Executive shall be reimbursed for business expenses incurred by
Executive on behalf of GC, including but not limited to, travel and
8. Business Travel.
Limousine service shall be available for all business travel.
Subject to the provisions below, Executive may be terminated by GC at
any time for cause by a vote of the majority of the GC Board of Directors, or at
any time without cause by a vote of the majority plus one of the GC Board of
Directors. Executive may resign from employment at any time.
(a) Termination For Cause. Actions or omissions which will entitle
GC to terminate Executive for cause shall be limited to the following:
(i) conviction of a felony; or
(ii) material breach of the Proprietary Information Agreement
attached hereto as Exhibit "A" and incorporated herein by
(iii) Executive is unable to perform his duties under this
Agreement by reason of a final, non-appealable
determination by a court or arbitration board.

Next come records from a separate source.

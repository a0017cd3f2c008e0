use std::{
    fmt,
    ops::{Add, AddAssign, Mul, Sub, SubAssign},
    sync::{
        atomic::{AtomicI64, Ordering as AtomicOrdering},
        Arc,
    },
    time::{Duration, SystemTime, UNIX_EPOCH},
};

const MILLION: i64 = 1_000_000;

/// A (seconds, microseconds) pair with microseconds kept in `[0, 1_000_000)`.
///
/// Shared representation behind [`EventTime`] and [`DelayInterval`].
#[derive(Debug, Clone, Copy, PartialEq, Eq, PartialOrd, Ord, Hash, Default)]
struct Timeval {
    secs: i64,
    usecs: i64,
}

impl Timeval {
    fn normalized(secs: i64, usecs: i64) -> Self {
        let secs = secs + usecs.div_euclid(MILLION);
        let usecs = usecs.rem_euclid(MILLION);
        Self { secs, usecs }
    }

    fn as_micros(&self) -> i64 {
        self.secs.saturating_mul(MILLION).saturating_add(self.usecs)
    }

    /// `self - other`, clamped to zero when `other` is later.
    fn saturating_sub(self, other: Self) -> Self {
        let mut secs = self.secs - other.secs;
        let mut usecs = self.usecs - other.usecs;
        if usecs < 0 {
            usecs += MILLION;
            secs -= 1;
        }
        if secs < 0 {
            Self::default()
        } else {
            Self { secs, usecs }
        }
    }

    fn add(self, other: Self) -> Self {
        let mut secs = self.secs + other.secs;
        let mut usecs = self.usecs + other.usecs;
        if usecs >= MILLION {
            usecs -= MILLION;
            secs += 1;
        }
        Self { secs, usecs }
    }
}

/// A relative amount of time. Never negative.
#[derive(Clone, Copy, PartialEq, Eq, PartialOrd, Ord, Hash, Default)]
pub struct DelayInterval(Timeval);

impl DelayInterval {
    pub const ZERO: DelayInterval = DelayInterval::from_parts(0, 0);
    pub const SECOND: DelayInterval = DelayInterval::from_parts(1, 0);
    pub const MINUTE: DelayInterval = DelayInterval::from_parts(60, 0);
    pub const HOUR: DelayInterval = DelayInterval::from_parts(60 * 60, 0);
    pub const DAY: DelayInterval = DelayInterval::from_parts(24 * 60 * 60, 0);
    /// Represents "never". Larger than any delay a caller can schedule.
    pub const ETERNITY: DelayInterval = DelayInterval::from_parts(i32::MAX as i64, MILLION - 1);

    const fn from_parts(secs: i64, usecs: i64) -> Self {
        Self(Timeval { secs, usecs })
    }

    /// Build an interval, carrying excess microseconds into seconds.
    /// Negative totals clamp to zero.
    pub fn new(secs: i64, usecs: i64) -> Self {
        let tv = Timeval::normalized(secs, usecs);
        if tv.secs < 0 {
            Self::ZERO
        } else {
            Self(tv)
        }
    }

    /// Negative durations mean "as soon as possible" and clamp to zero.
    pub fn from_micros(micros: i64) -> Self {
        if micros <= 0 {
            return Self::ZERO;
        }
        Self(Timeval {
            secs: micros / MILLION,
            usecs: micros % MILLION,
        })
    }

    pub fn seconds(&self) -> i64 {
        self.0.secs
    }

    pub fn useconds(&self) -> i64 {
        self.0.usecs
    }

    pub fn as_micros(&self) -> i64 {
        self.0.as_micros()
    }

    pub fn is_zero(&self) -> bool {
        *self == Self::ZERO
    }
}

impl fmt::Debug for DelayInterval {
    fn fmt(&self, f: &mut fmt::Formatter<'_>) -> fmt::Result {
        if *self == Self::ETERNITY {
            f.write_str("ETERNITY")
        } else {
            write!(f, "{}.{:06}s", self.0.secs, self.0.usecs)
        }
    }
}

impl Add for DelayInterval {
    type Output = DelayInterval;

    fn add(self, rhs: DelayInterval) -> DelayInterval {
        DelayInterval(self.0.add(rhs.0))
    }
}

impl AddAssign for DelayInterval {
    fn add_assign(&mut self, rhs: DelayInterval) {
        *self = *self + rhs;
    }
}

impl Sub for DelayInterval {
    type Output = DelayInterval;

    /// Saturates at zero.
    fn sub(self, rhs: DelayInterval) -> DelayInterval {
        DelayInterval(self.0.saturating_sub(rhs.0))
    }
}

impl SubAssign for DelayInterval {
    fn sub_assign(&mut self, rhs: DelayInterval) {
        *self = *self - rhs;
    }
}

impl Mul<DelayInterval> for i16 {
    type Output = DelayInterval;

    fn mul(self, rhs: DelayInterval) -> DelayInterval {
        let factor = i64::from(self);
        DelayInterval::new(factor * rhs.0.secs, factor * rhs.0.usecs)
    }
}

impl Mul<i16> for DelayInterval {
    type Output = DelayInterval;

    fn mul(self, rhs: i16) -> DelayInterval {
        rhs * self
    }
}

impl From<Duration> for DelayInterval {
    /// Durations past ETERNITY clamp to it.
    fn from(duration: Duration) -> Self {
        if duration >= Duration::from(DelayInterval::ETERNITY) {
            return DelayInterval::ETERNITY;
        }
        DelayInterval::from_parts(duration.as_secs() as i64, i64::from(duration.subsec_micros()))
    }
}

impl From<DelayInterval> for Duration {
    fn from(interval: DelayInterval) -> Self {
        Duration::new(interval.0.secs as u64, (interval.0.usecs * 1_000) as u32)
    }
}

/// An absolute point in time, measured from the Unix epoch.
#[derive(Clone, Copy, PartialEq, Eq, PartialOrd, Ord, Hash, Default)]
pub struct EventTime(Timeval);

impl EventTime {
    pub const THE_END_OF_TIME: EventTime = EventTime(Timeval {
        secs: i32::MAX as i64,
        usecs: 0,
    });

    pub fn new(secs: i64, usecs: i64) -> Self {
        Self(Timeval::normalized(secs, usecs))
    }

    pub fn from_micros(micros: i64) -> Self {
        Self::new(0, micros)
    }

    pub fn seconds(&self) -> i64 {
        self.0.secs
    }

    pub fn useconds(&self) -> i64 {
        self.0.usecs
    }

    pub fn as_micros(&self) -> i64 {
        self.0.as_micros()
    }
}

impl fmt::Debug for EventTime {
    fn fmt(&self, f: &mut fmt::Formatter<'_>) -> fmt::Result {
        write!(f, "@{}.{:06}", self.0.secs, self.0.usecs)
    }
}

impl Sub for EventTime {
    type Output = DelayInterval;

    /// Zero if `rhs` is not earlier than `self`.
    fn sub(self, rhs: EventTime) -> DelayInterval {
        DelayInterval(self.0.saturating_sub(rhs.0))
    }
}

impl Add<DelayInterval> for EventTime {
    type Output = EventTime;

    fn add(self, rhs: DelayInterval) -> EventTime {
        EventTime(self.0.add(rhs.0))
    }
}

impl AddAssign<DelayInterval> for EventTime {
    fn add_assign(&mut self, rhs: DelayInterval) {
        *self = *self + rhs;
    }
}

impl SubAssign<DelayInterval> for EventTime {
    /// Clamps at the epoch.
    fn sub_assign(&mut self, rhs: DelayInterval) {
        self.0 = self.0.saturating_sub(rhs.0);
    }
}

/// Source of "now" for the delay queue.
///
/// Implementations may move backwards; the queue treats that as zero
/// elapsed time.
pub trait Clock {
    fn now(&self) -> EventTime;
}

/// Wall-clock time since the Unix epoch.
#[derive(Debug, Clone, Copy, Default)]
pub struct SystemClock;

impl Clock for SystemClock {
    fn now(&self) -> EventTime {
        match SystemTime::now().duration_since(UNIX_EPOCH) {
            Ok(since) => EventTime::new(
                i64::try_from(since.as_secs()).unwrap_or(i64::MAX),
                i64::from(since.subsec_micros()),
            ),
            // clock set before 1970
            Err(_) => EventTime::default(),
        }
    }
}

/// A clock that only moves when told to. Clones share the same time.
#[derive(Debug, Clone, Default)]
pub struct ManualClock {
    micros: Arc<AtomicI64>,
}

impl ManualClock {
    pub fn new(start: EventTime) -> Self {
        Self {
            micros: Arc::new(AtomicI64::new(start.as_micros())),
        }
    }

    pub fn advance(&self, by: DelayInterval) {
        self.micros.fetch_add(by.as_micros(), AtomicOrdering::SeqCst);
    }

    pub fn advance_micros(&self, micros: i64) {
        self.micros.fetch_add(micros, AtomicOrdering::SeqCst);
    }

    /// Move the clock to an arbitrary point, including into the past.
    pub fn set(&self, to: EventTime) {
        self.micros.store(to.as_micros(), AtomicOrdering::SeqCst);
    }
}

impl Clock for ManualClock {
    fn now(&self) -> EventTime {
        EventTime::from_micros(self.micros.load(AtomicOrdering::SeqCst))
    }
}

For a period within 60 days after the occurrence of a termination for cause
event ("Termination For Cause Event") pursuant to subparagraph 9(a), the GC
Board shall deliver a written notice to Executive detailing the specific
Termination For Cause Event. If the GC Board reasonably determines that the
Termination For Cause Event is not curable, then the Board shall have the right
to deliver immediate notice of termination. If the GC Board reasonably
determines that the Termination For Cause Event is curable, then it shall
provide Executive with a period of 60 days to cure. In the event that Executive
does not cure the Termination For Cause Event within 60 days after receipt of
such notice, then the GC Board shall have 10 days to deliver notice of
termination to the Executive.
Upon notice by GC to Executive that it is terminating Executive for cause, the
Termination Date shall be the date on which such notice is received by Executive
pursuant to Paragraph 11(a), or any later date specified in the notice of
termination to Executive. If such termination is pursuant to subparagraph
9(a)(i) or 9(a)(iii), then
Executive shall not be entitled to receive any further compensation or payments
hereunder (except such Base Salary and Guaranteed Minimum Bonus relating to
Executive's services prior to the Termination Date). If such termination is
pursuant to subparagraph 9(a)(ii), then Executive shall be entitled to any
remaining compensation and payments hereunder (including the continued vesting
of the Global Crossing Ltd. Stock Options and the GC Stock Options) except to
the extent of any damages to GC caused by such breach as determined by a final
settlement of the parties or a final judgment or determination in any judicial
or administrative proceeding that is no longer appealable. Nothing contained in
this Paragraph shall limit the remedies available to GC at law or as otherwise
provided in the Proprietary Information Agreement.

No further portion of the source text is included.